Saturday, June 30, 2012

The Sybaritic Millionaire, etc.

This pastiche is inspired by a British romance novel genre I came across during light reading over the years. It is complete with the insights into the lifestyle of the wealthy, Mediterranean speech patterns in English, the emotional inhibition natural to the male, buried childhood traumas, martyring maternity, hidden offspring, and all the other appurtenances of modern living where humble femininity with no pretences to sophistication but with the possession of a well-intentioned heart encounters the fiscal patriarchy:

Sybaritic Millionaire, Excessively Patient Wife

Annie Petropavlokovskoulos noted without surprise that she was turning heads as she passed. It was not because of her Titian hair, which glowed like a traffic light as it curled to her coccyx; it was not because of her slender legs which appeared to stretch into the stratosphere; it was not even because of her elegant female stride. It was because of her muumuu, a billowing brown monstrosity that looked like a potato sack in an ogre's warehouse, and the classical leather sandals that clapped along the marble flooring of the Petropavlokovskoulos Enterprises headquarter offices. She was a hippy.

All along the hallways lit like an upscale mall and bathed in stiflingly inoffensive pastel, immaculately dressed and coiffed men and women who were clutching monogrammed Blackberries and Hermès suitcases and exhaling discreet perfumes, turned to watch her druidic progress.

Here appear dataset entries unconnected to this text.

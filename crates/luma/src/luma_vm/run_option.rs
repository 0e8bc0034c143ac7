/// Resource limits for one interpreter run.
#[derive(Debug, Clone)]
pub struct RunOption {
    /// Budget for interned string storage, counting every buffer the run
    /// owns (literals, global names, concat results).
    pub max_string_bytes: usize,
    /// Largest accepted source, in bytes.
    pub max_source_bytes: usize,
}

impl Default for RunOption {
    fn default() -> Self {
        RunOption {
            max_string_bytes: 64 * 1024 * 1024,
            max_source_bytes: 1024 * 1024,
        }
    }
}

At last she swept past a shocked secretary through an enormous portal of a walnut door studded with bronze lozenges, and bearing in gold lettering: Dimitros Markos Georgios Petropavlokovskoulos, MBA (Harvard), President and CEO of Petropavlokovskoulos Enterprises, Inc. As the portal swung heavily open she found herself opposite a set straight out of the architect Schinkel’s design for the original production of Mozart’s Magic Flute. From experience she knew that each careless starry twinkle in the canopy was an amorphous mass of Swarovksi crystals and that the desk sitting in the centre of it, and harbouring not the Queen of the Night but her problematic estranged husband, was made from the single golden mahogany tree that had ever been discovered in nature, and a tribe of Flecheiro Indios from the Brazilian jungles was now in contact with the outside world just because of Dimitros's pursuit of that rare plant.

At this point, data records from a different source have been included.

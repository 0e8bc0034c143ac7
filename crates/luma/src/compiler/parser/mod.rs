mod operator_kind;
mod reader;
mod text_range;
mod token_data;
mod token_kind;
mod tokenize;

pub use crate::compiler::parser::{
    operator_kind::{
        BinaryOperator, UNARY_PRIORITY, UnaryOperator, to_binary_operator, to_unary_operator,
    },
    reader::Reader,
    text_range::SourceRange,
    token_data::LumaTokenData,
    token_kind::LumaTokenKind,
    tokenize::LumaTokenize,
};

use crate::compiler::ast::{Block, IfArm, LumaExpr, LumaStat};
use crate::compiler::parse_literal::{
    NumberResult, parse_float_token_value, parse_int_token_value, parse_string_token_value,
};
use crate::luma_vm::{LumaError, LumaResult};

// Hard cap on call arguments; the call opcode carries the count in one byte.
const MAX_CALL_ARGS: usize = 255;

/// Recursive-descent parser over the scanned token stream. Statements are
/// parsed by dedicated methods; expressions use precedence climbing with the
/// priority table in `operator_kind`.
pub struct LumaParser<'a> {
    text: &'a str,
    tokens: Vec<LumaTokenData>,
    token_index: usize,
    loop_depth: u32,
}

impl<'a> LumaParser<'a> {
    /// Scan and parse a whole source, producing the root block.
    pub fn parse(text: &'a str) -> LumaResult<Block> {
        let tokens = LumaTokenize::new(Reader::new(text)).tokenize()?;
        let mut parser = LumaParser {
            text,
            tokens,
            token_index: 0,
            loop_depth: 0,
        };

        let block = parser.block()?;
        if parser.current_token() != LumaTokenKind::TkEof {
            return Err(parser.unexpected_token());
        }
        Ok(block)
    }

    // ============ token cursor ============

    fn current_token(&self) -> LumaTokenKind {
        self.tokens[self.token_index].kind
    }

    fn current_token_text(&self) -> &'a str {
        let range = &self.tokens[self.token_index].range;
        &self.text[range.start_offset..range.end_offset()]
    }

    fn current_line(&self) -> u32 {
        self.tokens[self.token_index].line
    }

    fn current_col(&self) -> u32 {
        self.tokens[self.token_index].col
    }

    fn bump(&mut self) {
        if self.token_index + 1 < self.tokens.len() {
            self.token_index += 1;
        }
    }

    fn accept(&mut self, kind: LumaTokenKind) -> bool {
        if self.current_token() == kind {
            self.bump();
            true
        } else {
            false
        }
    }

    fn expect(&mut self, kind: LumaTokenKind) -> LumaResult<()> {
        if self.current_token() == kind {
            self.bump();
            Ok(())
        } else {
            Err(LumaError::ExpectedToken {
                expected: kind.text(),
                line: self.current_line(),
                col: self.current_col(),
            })
        }
    }

    fn unexpected_token(&self) -> LumaError {
        LumaError::UnexpectedToken {
            found: self.current_token_text().to_string(),
            line: self.current_line(),
            col: self.current_col(),
        }
    }

    fn name(&mut self) -> LumaResult<Box<str>> {
        if self.current_token() != LumaTokenKind::TkName {
            return Err(LumaError::ExpectedToken {
                expected: LumaTokenKind::TkName.text(),
                line: self.current_line(),
                col: self.current_col(),
            });
        }
        let name = Box::from(self.current_token_text());
        self.bump();
        Ok(name)
    }

    // ============ statements ============

    fn block(&mut self) -> LumaResult<Block> {
        let mut stats = Vec::new();
        loop {
            let kind = self.current_token();
            if kind.is_block_follow() {
                break;
            }
            if kind == LumaTokenKind::TkSemicolon {
                self.bump();
                continue;
            }
            stats.push(self.statement()?);
        }
        Ok(Block { stats })
    }

    fn statement(&mut self) -> LumaResult<LumaStat> {
        match self.current_token() {
            LumaTokenKind::TkIf => self.if_stat(),
            LumaTokenKind::TkWhile => self.while_stat(),
            LumaTokenKind::TkFor => self.for_stat(),
            LumaTokenKind::TkRepeat => self.repeat_stat(),
            LumaTokenKind::TkDo => self.do_stat(),
            LumaTokenKind::TkReturn => self.return_stat(),
            LumaTokenKind::TkBreak => self.break_stat(),
            LumaTokenKind::TkLocal => self.local_stat(),
            _ => self.expr_stat(),
        }
    }

    fn if_stat(&mut self) -> LumaResult<LumaStat> {
        let line = self.current_line();
        self.bump();

        let mut arms = Vec::new();
        loop {
            let cond = self.expr()?;
            self.expect(LumaTokenKind::TkThen)?;
            let body = self.block()?;
            arms.push(IfArm { cond, body });
            if !self.accept(LumaTokenKind::TkElseIf) {
                break;
            }
        }

        let else_body = if self.accept(LumaTokenKind::TkElse) {
            Some(self.block()?)
        } else {
            None
        };
        self.expect(LumaTokenKind::TkEnd)?;

        Ok(LumaStat::If {
            arms,
            else_body,
            line,
        })
    }

    fn while_stat(&mut self) -> LumaResult<LumaStat> {
        let line = self.current_line();
        self.bump();

        let cond = self.expr()?;
        self.expect(LumaTokenKind::TkDo)?;
        self.loop_depth += 1;
        let body = self.block()?;
        self.loop_depth -= 1;
        self.expect(LumaTokenKind::TkEnd)?;

        Ok(LumaStat::While { cond, body, line })
    }

    fn for_stat(&mut self) -> LumaResult<LumaStat> {
        let line = self.current_line();
        self.bump();

        let var = self.name()?;
        // only the numeric form exists in this core; 'for x, y in ...' has
        // nowhere to go
        self.expect(LumaTokenKind::TkAssign)?;

        let start = self.expr()?;
        self.expect(LumaTokenKind::TkComma)?;
        let limit = self.expr()?;
        let step = if self.accept(LumaTokenKind::TkComma) {
            Some(self.expr()?)
        } else {
            None
        };

        self.expect(LumaTokenKind::TkDo)?;
        self.loop_depth += 1;
        let body = self.block()?;
        self.loop_depth -= 1;
        self.expect(LumaTokenKind::TkEnd)?;

        Ok(LumaStat::NumericFor {
            var,
            start,
            limit,
            step,
            body,
            line,
        })
    }

    fn repeat_stat(&mut self) -> LumaResult<LumaStat> {
        let line = self.current_line();
        self.bump();

        self.loop_depth += 1;
        let body = self.block()?;
        self.loop_depth -= 1;
        self.expect(LumaTokenKind::TkUntil)?;
        let cond = self.expr()?;

        Ok(LumaStat::Repeat { body, cond, line })
    }

    fn do_stat(&mut self) -> LumaResult<LumaStat> {
        let line = self.current_line();
        self.bump();

        let body = self.block()?;
        self.expect(LumaTokenKind::TkEnd)?;

        Ok(LumaStat::Do { body, line })
    }

    fn return_stat(&mut self) -> LumaResult<LumaStat> {
        let line = self.current_line();
        self.bump();

        let exprs = if self.current_token().is_block_follow()
            || self.current_token() == LumaTokenKind::TkSemicolon
        {
            Vec::new()
        } else {
            self.expr_list()?
        };
        self.accept(LumaTokenKind::TkSemicolon);

        Ok(LumaStat::Return { exprs, line })
    }

    fn break_stat(&mut self) -> LumaResult<LumaStat> {
        if self.loop_depth == 0 {
            return Err(self.unexpected_token());
        }
        let line = self.current_line();
        self.bump();
        Ok(LumaStat::Break { line })
    }

    fn local_stat(&mut self) -> LumaResult<LumaStat> {
        let line = self.current_line();
        self.bump();

        let mut names = vec![self.name()?];
        while self.accept(LumaTokenKind::TkComma) {
            names.push(self.name()?);
        }

        let exprs = if self.accept(LumaTokenKind::TkAssign) {
            self.expr_list()?
        } else {
            Vec::new()
        };

        Ok(LumaStat::Local { names, exprs, line })
    }

    /// A statement opening with an expression: assignment when `=` or `,`
    /// follows, a bare expression statement otherwise.
    fn expr_stat(&mut self) -> LumaResult<LumaStat> {
        let line = self.current_line();
        let first = self.expr()?;

        if matches!(
            self.current_token(),
            LumaTokenKind::TkAssign | LumaTokenKind::TkComma
        ) {
            let mut targets = vec![first];
            while self.accept(LumaTokenKind::TkComma) {
                targets.push(self.expr()?);
            }
            // assignment targets are plain names in this core
            if targets.iter().any(|t| !matches!(t, LumaExpr::Name(_))) {
                return Err(self.unexpected_token());
            }
            self.expect(LumaTokenKind::TkAssign)?;
            let values = self.expr_list()?;
            return Ok(LumaStat::Assign {
                targets,
                values,
                line,
            });
        }

        Ok(LumaStat::ExprStat { expr: first, line })
    }

    // ============ expressions ============

    fn expr_list(&mut self) -> LumaResult<Vec<LumaExpr>> {
        let mut exprs = vec![self.expr()?];
        while self.accept(LumaTokenKind::TkComma) {
            exprs.push(self.expr()?);
        }
        Ok(exprs)
    }

    pub(crate) fn expr(&mut self) -> LumaResult<LumaExpr> {
        self.subexpr(0)
    }

    /// Precedence climbing: consume binary operators only while their left
    /// priority exceeds `limit`; the recursive call re-enters with the
    /// operator's right priority, which keeps `..` and `^` right-associative.
    fn subexpr(&mut self, limit: i32) -> LumaResult<LumaExpr> {
        let uop = to_unary_operator(self.current_token());
        let mut left = if uop != UnaryOperator::OpNop {
            self.bump();
            let operand = self.subexpr(UNARY_PRIORITY)?;
            LumaExpr::Unary {
                op: uop,
                expr: Box::new(operand),
            }
        } else {
            self.simple_expr()?
        };

        let mut op = to_binary_operator(self.current_token());
        while op != BinaryOperator::OpNop && op.get_priority().left > limit {
            self.bump();
            let rhs = self.subexpr(op.get_priority().right)?;
            left = LumaExpr::Binary {
                op,
                lhs: Box::new(left),
                rhs: Box::new(rhs),
            };
            op = to_binary_operator(self.current_token());
        }

        Ok(left)
    }

    fn simple_expr(&mut self) -> LumaResult<LumaExpr> {
        match self.current_token() {
            LumaTokenKind::TkInt => {
                let expr = match parse_int_token_value(self.current_token_text()) {
                    Ok(NumberResult::Int(v)) => LumaExpr::Int(v),
                    Ok(NumberResult::Float(v)) => LumaExpr::Float(v),
                    Err(_) => return Err(self.invalid_number()),
                };
                self.bump();
                Ok(expr)
            }
            LumaTokenKind::TkFloat => {
                let value = parse_float_token_value(self.current_token_text())
                    .map_err(|_| self.invalid_number())?;
                self.bump();
                Ok(LumaExpr::Float(value))
            }
            LumaTokenKind::TkString => {
                let content = parse_string_token_value(self.current_token_text())
                    .map_err(|_| self.unexpected_token())?;
                self.bump();
                Ok(LumaExpr::Str(content.into_boxed_str()))
            }
            LumaTokenKind::TkNil => {
                self.bump();
                Ok(LumaExpr::Nil)
            }
            LumaTokenKind::TkTrue => {
                self.bump();
                Ok(LumaExpr::True)
            }
            LumaTokenKind::TkFalse => {
                self.bump();
                Ok(LumaExpr::False)
            }
            _ => self.suffixed_expr(),
        }
    }

    /// primary expression followed by any number of call suffixes, so
    /// `f(a)(b)` stays well-formed at the expression level.
    fn suffixed_expr(&mut self) -> LumaResult<LumaExpr> {
        let mut expr = self.primary_expr()?;

        while self.current_token() == LumaTokenKind::TkLeftParen {
            let line = self.current_line();
            let args = self.call_args()?;
            expr = LumaExpr::Call {
                callee: Box::new(expr),
                args,
                line,
            };
        }

        Ok(expr)
    }

    fn primary_expr(&mut self) -> LumaResult<LumaExpr> {
        match self.current_token() {
            LumaTokenKind::TkName => {
                let name = Box::from(self.current_token_text());
                self.bump();
                Ok(LumaExpr::Name(name))
            }
            LumaTokenKind::TkLeftParen => {
                self.bump();
                let expr = self.expr()?;
                self.expect(LumaTokenKind::TkRightParen)?;
                Ok(expr)
            }
            _ => Err(LumaError::ExpectedExpression {
                line: self.current_line(),
                col: self.current_col(),
            }),
        }
    }

    fn call_args(&mut self) -> LumaResult<Vec<LumaExpr>> {
        self.expect(LumaTokenKind::TkLeftParen)?;
        let mut args = Vec::new();
        if self.current_token() != LumaTokenKind::TkRightParen {
            args = self.expr_list()?;
            if args.len() > MAX_CALL_ARGS {
                return Err(self.unexpected_token());
            }
        }
        self.expect(LumaTokenKind::TkRightParen)?;
        Ok(args)
    }

    fn invalid_number(&self) -> LumaError {
        LumaError::InvalidNumber {
            line: self.current_line(),
            col: self.current_col(),
        }
    }
}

Her problematic estranged husband now rose to his feet and stood staring at her in foreboding silence. They could see each other in the face. Naturally he ogled her bosom instead, before fixing on her mouth. She looked at the rugged planes of his face, remembering the day when she had given him a cucumber-ginger facial; saw his penetrating silvery-blue eyes, the tint of Mount Everest on a sunny day on a flank where it was not buried fathoms deep in snow; and peered at his flexing eyebrows, which looked as if they were harbouring fascinating secrets. She felt a shiver of electricity go through her.

"You might want to step away from the van de Graaf generator, pedhi mou" Dimitros commented in his gravelly Greek-accented English, finally looking her in the eyes.

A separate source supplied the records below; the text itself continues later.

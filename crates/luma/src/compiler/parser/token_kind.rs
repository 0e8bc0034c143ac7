use core::fmt;

#[derive(Debug, Clone, Copy, PartialEq, Eq, Hash)]
#[repr(u8)]
pub enum LumaTokenKind {
    // KeyWord
    TkAnd,
    TkBreak,
    TkDo,
    TkElse,
    TkElseIf,
    TkEnd,
    TkFalse,
    TkFor,
    TkFunction,
    TkIf,
    TkIn,
    TkLocal,
    TkNil,
    TkNot,
    TkOr,
    TkRepeat,
    TkReturn,
    TkThen,
    TkTrue,
    TkUntil,
    TkWhile,

    TkPlus,     // +
    TkMinus,    // -
    TkMul,      // *
    TkDiv,      // /
    TkIDiv,     // //
    TkMod,      // %
    TkPow,      // ^
    TkLen,      // #
    TkBitAnd,   // &
    TkBitOr,    // |
    TkBitXor,   // ~
    TkShl,      // <<
    TkShr,      // >>
    TkDot,      // .
    TkConcat,   // ..
    TkDots,     // ...
    TkAssign,   // =
    TkEq,       // ==
    TkNe,       // ~=
    TkLt,       // <
    TkLe,       // <=
    TkGt,       // >
    TkGe,       // >=
    TkColon,    // :
    TkDbColon,  // ::
    TkSemicolon, // ;
    TkComma,    // ,

    TkLeftParen,    // (
    TkRightParen,   // )
    TkLeftBrace,    // {
    TkRightBrace,   // }
    TkLeftBracket,  // [
    TkRightBracket, // ]

    TkInt,    // integer literal
    TkFloat,  // float literal
    TkString, // short or long string literal

    TkName, // identifier
    TkEof,  // end of input
}

impl LumaTokenKind {
    /// Canonical spelling for error messages. Literal kinds get a
    /// placeholder description.
    pub fn text(self) -> &'static str {
        use LumaTokenKind::*;
        match self {
            TkAnd => "and",
            TkBreak => "break",
            TkDo => "do",
            TkElse => "else",
            TkElseIf => "elseif",
            TkEnd => "end",
            TkFalse => "false",
            TkFor => "for",
            TkFunction => "function",
            TkIf => "if",
            TkIn => "in",
            TkLocal => "local",
            TkNil => "nil",
            TkNot => "not",
            TkOr => "or",
            TkRepeat => "repeat",
            TkReturn => "return",
            TkThen => "then",
            TkTrue => "true",
            TkUntil => "until",
            TkWhile => "while",
            TkPlus => "+",
            TkMinus => "-",
            TkMul => "*",
            TkDiv => "/",
            TkIDiv => "//",
            TkMod => "%",
            TkPow => "^",
            TkLen => "#",
            TkBitAnd => "&",
            TkBitOr => "|",
            TkBitXor => "~",
            TkShl => "<<",
            TkShr => ">>",
            TkDot => ".",
            TkConcat => "..",
            TkDots => "...",
            TkAssign => "=",
            TkEq => "==",
            TkNe => "~=",
            TkLt => "<",
            TkLe => "<=",
            TkGt => ">",
            TkGe => ">=",
            TkColon => ":",
            TkDbColon => "::",
            TkSemicolon => ";",
            TkComma => ",",
            TkLeftParen => "(",
            TkRightParen => ")",
            TkLeftBrace => "{",
            TkRightBrace => "}",
            TkLeftBracket => "[",
            TkRightBracket => "]",
            TkInt => "<integer>",
            TkFloat => "<number>",
            TkString => "<string>",
            TkName => "<name>",
            TkEof => "<eof>",
        }
    }

    pub fn is_keyword(self) -> bool {
        (self as u8) <= (LumaTokenKind::TkWhile as u8)
    }

    /// Tokens that terminate a block without being consumed by it.
    pub fn is_block_follow(self) -> bool {
        matches!(
            self,
            LumaTokenKind::TkEnd
                | LumaTokenKind::TkElse
                | LumaTokenKind::TkElseIf
                | LumaTokenKind::TkUntil
                | LumaTokenKind::TkEof
        )
    }
}

impl fmt::Display for LumaTokenKind {
    fn fmt(&self, f: &mut fmt::Formatter<'_>) -> fmt::Result {
        write!(f, "{}", self.text())
    }
}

"So that's why my hair was airborne," Annie replied and coolly stepped further into the room. "This room – it hasn't changed a bit," she said.

"Well, one thing has," Dimitros replied, and looked suggestively toward the windows, with their splendid view of St.Paul's Cathedral and the gut-wrenchingly distant heads of passersby on the asphalt below.

Annie only glanced at the sill before remarking coolly, "The Fittingsley orchid is gone, and you have replaced it with a bonsai Victoria regia lily. So the orchid is indeed extinct."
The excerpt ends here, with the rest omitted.